Still, Tony stuck with his GED classes. He started reading more, asking me to send him a dictionary and a book by Will Durant called The Pleasures of Philosophy. He learned to play chess. Approaching 30, Tony was growing interested in a world beyond his cellblock and his disappointments with his family. He was also sounding like someone gaining some perspective on life. Locked inside a cell, sometimes for weeks at a time, he was having insights that reminded me of the late-night debates my friends and I had in college. He realized, for instance, that even when he was on the streets, he wasn’t really free; he was imprisoned by the low expectations of his family and culture. “My mission in life is to get out of prison,” he wrote to me shortly after his 30th birthday. “I will say this over and over again. This place is not for me.”

Eight

In 1999, my first marriage ended. It was the child we couldn’t have, it was money, it was the festering resentments born of our two-career household, it was who knows what. Moving out began a nomadic period in my life. The Internet magazine where I was working went out of business in 2001, and after bouncing around the country for a few months I ended up back on the East Coast. Then it was off to Silicon Valley, followed by New Orleans after Hurricane Katrina, and finally, in 2006, New York again. It would have been easy to lose touch with Tony while I was pinballing around the country, and at one point I went several months before letting him know where I’d landed. But I missed hearing his voice, I missed our talks. I kept updating him on my new coordinates, and he kept calling.

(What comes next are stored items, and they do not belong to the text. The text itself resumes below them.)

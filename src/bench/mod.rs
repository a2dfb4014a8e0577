/*!
 * Bench Module
 * Strategy runner, reports and driver configuration
 */

pub mod config;
pub mod report;
pub mod runner;
pub mod strategy;

pub use config::BenchConfig;
pub use report::{Comparison, PhaseTimings, StrategyReport};
pub use runner::Runner;
pub use strategy::{BumpStrategy, OwnedStrategy, RegionStrategy, Strategy};

use crate::core::errors::BenchResult;
use crate::monitoring::AllocationSource;

/// Run every strategy and check they built the same tree
///
/// The region strategy goes first and is the reference column.
pub fn compare_all(config: &BenchConfig, probe: &dyn AllocationSource) -> BenchResult<Comparison> {
    let runner = Runner::new(config.shape, probe);
    let region = runner.run::<RegionStrategy>();
    let owned = runner.run::<OwnedStrategy>();
    let bump = runner.run::<BumpStrategy>();
    Comparison::new(config.shape, vec![owned, bump, region])
}
/*!
 * Region Pages
 * Fixed-size, fixed-alignment buffers and the append-only pool that owns them
 */

use crate::core::limits::{PAGE_ALIGN, PAGE_SIZE};
use std::alloc::{alloc, dealloc, handle_alloc_error, Layout};
use std::ptr::NonNull;
use tracing::trace;

/// Layout shared by every page
const PAGE_LAYOUT: Layout = match Layout::from_size_align(PAGE_SIZE, PAGE_ALIGN) {
    Ok(layout) => layout,
    Err(_) => panic!("invalid page layout"),
};

/// One page of opaque, uninitialized bytes
///
/// Obtained from the global allocator so allocation counters observe it,
/// and returned to it exactly once, on drop.
pub struct Page {
    base: NonNull<u8>,
}

impl Page {
    pub fn new() -> Self {
        // SAFETY: PAGE_LAYOUT has non-zero size.
        let ptr = unsafe { alloc(PAGE_LAYOUT) };
        let base = match NonNull::new(ptr) {
            Some(base) => base,
            None => handle_alloc_error(PAGE_LAYOUT),
        };
        Self { base }
    }

    /// First byte of the page
    #[inline(always)]
    pub fn base(&self) -> NonNull<u8> {
        self.base
    }

    /// Page capacity in bytes
    #[inline(always)]
    pub const fn capacity(&self) -> usize {
        PAGE_SIZE
    }

    /// Whether `addr` falls inside this page
    pub fn contains(&self, addr: usize) -> bool {
        let start = self.base.as_ptr() as usize;
        addr >= start && addr < start + PAGE_SIZE
    }
}

impl Default for Page {
    fn default() -> Self {
        Self::new()
    }
}

impl Drop for Page {
    fn drop(&mut self) {
        // SAFETY: base was allocated in `new` with PAGE_LAYOUT and is freed only here.
        unsafe { dealloc(self.base.as_ptr(), PAGE_LAYOUT) }
    }
}

impl std::fmt::Debug for Page {
    fn fmt(&self, f: &mut std::fmt::Formatter) -> std::fmt::Result {
        f.debug_struct("Page").field("base", &self.base).finish()
    }
}

/// Append-only sequence of pages
///
/// Pages are handed out in creation order. After a rewind the pool hands
/// out its existing pages again before creating new ones; it never shrinks.
#[derive(Debug, Default)]
pub struct PagePool {
    pages: Vec<Page>,
    next: usize,
}

impl PagePool {
    pub fn new() -> Self {
        Self::default()
    }

    /// Pool pre-populated with `count` pages
    pub fn with_pages(count: usize) -> Self {
        let mut pages = Vec::with_capacity(count);
        pages.resize_with(count, Page::new);
        Self { pages, next: 0 }
    }

    /// Take the next unused page, creating one if the pool is exhausted
    pub fn acquire(&mut self) -> NonNull<u8> {
        if self.next == self.pages.len() {
            self.pages.push(Page::new());
            trace!(pages = self.pages.len(), "Region page created");
        }
        let base = self.pages[self.next].base();
        self.next += 1;
        base
    }

    /// Make every page available again
    ///
    /// The caller guarantees nothing still refers to page contents.
    pub fn rewind(&mut self) {
        self.next = 0;
    }

    /// Pages ever created
    pub fn created(&self) -> usize {
        self.pages.len()
    }

    /// Pages acquired since creation or the last rewind
    pub fn in_use(&self) -> usize {
        self.next
    }

    /// Whether `addr` lies inside any page of the pool
    pub fn owns(&self, addr: usize) -> bool {
        self.pages.iter().any(|page| page.contains(addr))
    }
}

There wasn’t a single moment when the sad-sack Fat Tone was replaced by the upbeat new Tony, only a series of steps forward and backward. A letter from March 2003 starts with a self-directed pep talk: “Staying positive, keeping hope alive, reading and doing some writing and just trying to keep my mind stress free in a stressful place.” It’s midnight, he tells me; his cellmate is sleeping, and the cellblock is blessedly quiet. “I like it like this,” he writes. “I can relly think about my life.”

But then there were letters like the one he wrote to me two years later, in the summer 2005. “Basicly, I’m just waiting to”—he blotted out the next word and then added, “I relly don’t even look forward to going to the [parole] board.” Tony declared 2005—the year he turned 34—to be the worst of his life, and 2006 wasn’t looking much better. “To relly be honest,” he wrote that April, “I wish at times they would have kill me instead of leting me go through this misery.”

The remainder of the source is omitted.